The Commission referred to the definition of information u/s 2(f) of the RTI Act, 2005 which is reproduced below:
Page 2 of 6
"information" means any material in any form, including records, documents, memos, e- mails, opinions, advices, press releases, circulars, orders, logbooks, contracts, report, papers, samples, models, data material held in any electronic form and information relating to any private body which can be accessed by a public authority under any other law for the time being in force."
Furthermore, a reference can also be made to the relevant extract of Section 2 (j) of the RTI Act, 2005 which reads as under:
"(j) right to information" means the right to information accessible under this Act which is held by or under the control of any public authority and includes ........"

In this context a reference was made to the Hon'ble Supreme Court decision in 2011 (8) SCC 497 (CBSE and Anr. Vs. Aditya Bandopadhyay and Ors), wherein it was held as under:

35..... "It is also not required to provide 'advice' or 'opinion' to an applicant, nor required to obtain and furnish any 'opinion' or 'advice' to an applicant. The reference to 'opinion' or 'advice' in the definition of 'information' in section 2(f) of the Act, only refers to such material available in the records of the public authority. Many public authorities have, as a public relation exercise, provide advice, guidance and opinion to the citizens. But that is purely voluntary and should not be confused with any obligation under the RTI Act."
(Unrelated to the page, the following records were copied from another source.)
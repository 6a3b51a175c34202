// Copyright 2025 Fernando Borretti
//
// Licensed under the Apache License, Version 2.0 (the "License");
// you may not use this file except in compliance with the License.
// You may obtain a copy of the License at
//
//     http://www.apache.org/licenses/LICENSE-2.0
//
// Unless required by applicable law or agreed to in writing, software
// distributed under the License is distributed on an "AS IS" BASIS,
// WITHOUT WARRANTIES OR CONDITIONS OF ANY KIND, either express or implied.
// See the License for the specific language governing permissions and
// limitations under the License.

use std::collections::VecDeque;
use std::fmt::Display;
use std::fmt::Formatter;

use clap::ValueEnum;
use rusqlite::ToSql;
use rusqlite::types::FromSql;
use rusqlite::types::FromSqlError;
use rusqlite::types::FromSqlResult;
use rusqlite::types::ToSqlOutput;
use rusqlite::types::ValueRef;
use serde::Deserialize;
use serde::Serialize;

use crate::error::ErrorReport;
use crate::error::ValidationError;
use crate::error::fail;
use crate::types::item_type::ItemType;
use crate::types::timestamp::Timestamp;

/// How many individual mistakes a record remembers.
pub const RECENT_MISTAKES_CAPACITY: usize = 10;

/// Weight contributed by each mistake inside the recency window.
const RECENT_MISTAKE_WEIGHT: f64 = 0.5;
const GRAMMAR_BONUS: f64 = 0.3;
const VOCABULARY_BONUS: f64 = 0.2;
/// Each day since the last mistake takes this much off the recency multiplier.
const RECENCY_DECAY_PER_DAY: f64 = 0.2;
const MIN_RECENCY_MULTIPLIER: f64 = 0.1;
pub const MAX_WEIGHT: f64 = 10.0;

#[derive(ValueEnum, Clone, Copy, PartialEq, Eq, Hash, Debug, Serialize, Deserialize)]
#[serde(rename_all = "lowercase")]
pub enum MistakeType {
    Grammar,
    Vocabulary,
    Spelling,
    Structure,
}

impl MistakeType {
    pub fn as_str(&self) -> &'static str {
        match self {
            MistakeType::Grammar => "grammar",
            MistakeType::Vocabulary => "vocabulary",
            MistakeType::Spelling => "spelling",
            MistakeType::Structure => "structure",
        }
    }

    /// The mistake type assumed when the caller does not classify the error.
    pub fn default_for(item_type: ItemType) -> Self {
        match item_type {
            ItemType::Sentence => MistakeType::Structure,
            ItemType::Pattern => MistakeType::Grammar,
            ItemType::Vocabulary => MistakeType::Vocabulary,
        }
    }
}

impl Display for MistakeType {
    fn fmt(&self, f: &mut Formatter<'_>) -> std::fmt::Result {
        write!(f, "{}", self.as_str())
    }
}

impl TryFrom<String> for MistakeType {
    type Error = ErrorReport;

    fn try_from(value: String) -> Result<Self, Self::Error> {
        match value.as_str() {
            "grammar" => Ok(MistakeType::Grammar),
            "vocabulary" => Ok(MistakeType::Vocabulary),
            "spelling" => Ok(MistakeType::Spelling),
            "structure" => Ok(MistakeType::Structure),
            _ => fail(format!("Invalid mistake type: {}", value)),
        }
    }
}

impl ToSql for MistakeType {
    fn to_sql(&self) -> rusqlite::Result<ToSqlOutput<'_>> {
        Ok(ToSqlOutput::from(self.as_str()))
    }
}

impl FromSql for MistakeType {
    fn column_result(value: ValueRef<'_>) -> FromSqlResult<Self> {
        let string: String = FromSql::column_result(value)?;
        MistakeType::try_from(string).map_err(|e| FromSqlError::Other(Box::new(e)))
    }
}

/// A single observed wrong answer.
#[derive(Clone, Debug, PartialEq, Serialize, Deserialize)]
#[serde(rename_all = "camelCase")]
pub struct Mistake {
    pub timestamp: Timestamp,
    pub mistake_type: MistakeType,
    pub user_answer: String,
    pub correct_answer: String,
}

/// A learner's wrong-answer log for one sentence.
#[derive(Clone, Debug, PartialEq, Serialize, Deserialize)]
#[serde(rename_all = "camelCase")]
pub struct MistakeRecord {
    pub sentence_id: String,
    pub user_id: String,
    pub incorrect_count: u32,
    pub last_incorrect_date: Timestamp,
    /// Oldest first. Never longer than [`RECENT_MISTAKES_CAPACITY`].
    pub recent_mistakes: VecDeque<Mistake>,
    /// Derived from the fields above; recomputed on every append.
    pub weight: f64,
}

impl MistakeRecord {
    /// An empty log for a sentence the learner has not yet got wrong.
    pub fn new(
        user_id: impl Into<String>,
        sentence_id: impl Into<String>,
        now: Timestamp,
    ) -> Self {
        Self {
            sentence_id: sentence_id.into(),
            user_id: user_id.into(),
            incorrect_count: 0,
            last_incorrect_date: now,
            recent_mistakes: VecDeque::with_capacity(RECENT_MISTAKES_CAPACITY),
            weight: 0.0,
        }
    }

    pub fn validate(&self) -> Result<(), ValidationError> {
        if self.user_id.trim().is_empty() {
            return Err(ValidationError::new("userId", "must not be empty"));
        }
        if self.sentence_id.trim().is_empty() {
            return Err(ValidationError::new("sentenceId", "must not be empty"));
        }
        Ok(())
    }

    /// Append a mistake, evicting the oldest one if the ring is full, and
    /// recompute the weight as of `now`.
    pub fn record(&mut self, mistake: Mistake, now: Timestamp, window_days: f64) {
        self.incorrect_count = self.incorrect_count.saturating_add(1);
        if mistake.timestamp > self.last_incorrect_date || self.incorrect_count == 1 {
            self.last_incorrect_date = mistake.timestamp;
        }
        while self.recent_mistakes.len() >= RECENT_MISTAKES_CAPACITY {
            self.recent_mistakes.pop_front();
        }
        self.recent_mistakes.push_back(mistake);
        self.refresh_weight(now, window_days);
    }

    pub fn refresh_weight(&mut self, now: Timestamp, window_days: f64) {
        self.weight = self.compute_weight(now, window_days);
    }

    /// The review priority of this record. The shape of this formula is relied
    /// upon by session composition; keep it exactly as is.
    pub fn compute_weight(&self, now: Timestamp, window_days: f64) -> f64 {
        let days_since = now.days_since(self.last_incorrect_date).max(0.0);
        let recency = (1.0 - days_since * RECENCY_DECAY_PER_DAY).max(MIN_RECENCY_MULTIPLIER);
        let in_window = self
            .recent_mistakes
            .iter()
            .filter(|m| within_window(m.timestamp, now, window_days))
            .count();
        let mut weight = self.incorrect_count as f64 * recency;
        weight += in_window as f64 * RECENT_MISTAKE_WEIGHT;
        if self.has_mistake_of(MistakeType::Grammar) {
            weight += GRAMMAR_BONUS;
        }
        if self.has_mistake_of(MistakeType::Vocabulary) {
            weight += VOCABULARY_BONUS;
        }
        weight.min(MAX_WEIGHT)
    }

    /// Whether the last mistake happened within the window ending at `now`.
    pub fn is_recent(&self, now: Timestamp, window_days: f64) -> bool {
        within_window(self.last_incorrect_date, now, window_days)
    }

    fn has_mistake_of(&self, mistake_type: MistakeType) -> bool {
        self.recent_mistakes
            .iter()
            .any(|m| m.mistake_type == mistake_type)
    }
}

fn within_window(ts: Timestamp, now: Timestamp, window_days: f64) -> bool {
    now.days_since(ts) <= window_days
}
Furthermore, the Hon'ble Supreme Court of India in Khanapuram Gandaiah Vs. Administrative Officer and Ors. Special Leave Petition (Civil) No.34868 OF 2009 (Decided on January 4, 2010) had held as under:

6. "....Under the RTI Act "information" is defined under Section 2(f) which provides:
"information" means any material in any form, including records, documents, memos, e- mails, opinions, advices, press releases, circulars, orders, logbooks, contracts, report, papers, samples, models, data material held in any electronic form and information relating to any private body which can be accessed by a public authority under any other law for the time being in force."

This definition shows that an applicant under Section 6 of the RTI Act can get any information which is already in existence and accessible to the public authority under law. Of course, under the RTI Act an applicant is entitled to get copy of the opinions, advices, circulars, orders, etc., but he cannot ask for any information as to why such opinions, advices, circulars, orders, etc. have been passed."

7. "....the Public Information Officer is not supposed to have any material which is not before him; or any information he could have obtained under law. Under Section 6 of the RTI Act, an applicant is entitled to get only such information which can be accessed by the "public authority" under any other law for the time being in force. The answers sought by the petitioner in the application could not have been with the public authority nor could he have had access to this information and Respondent No. 4 was not obliged to give any reasons as to why he had taken such a decision in the matter which was before him."

Page 3 of 6

The Commission referred to the decision of the Hon'ble Delhi High Court in the matter of J P Aggarwal v. Union of India (WP (C) no. 7232/2009 wherein it was clearly stated that the PIO acts as the Pivot for enforcing the implementation of the Act. The relevant extracts of the decision are as under:

" 7"it is the PIO to whom the application is submitted and it is who is responsible for ensuring that the information as sought is provided to the applicant within the statutory requirements of the Act. Section 5(4) is simply to strengthen the authority of the PIO within the department; if the PIO finds a default by those from whom he has sought information. The PIO is expected to recommend a remedial action to be taken". The RTI Act makes the PIO the pivot for enforcing the implementation of the Act."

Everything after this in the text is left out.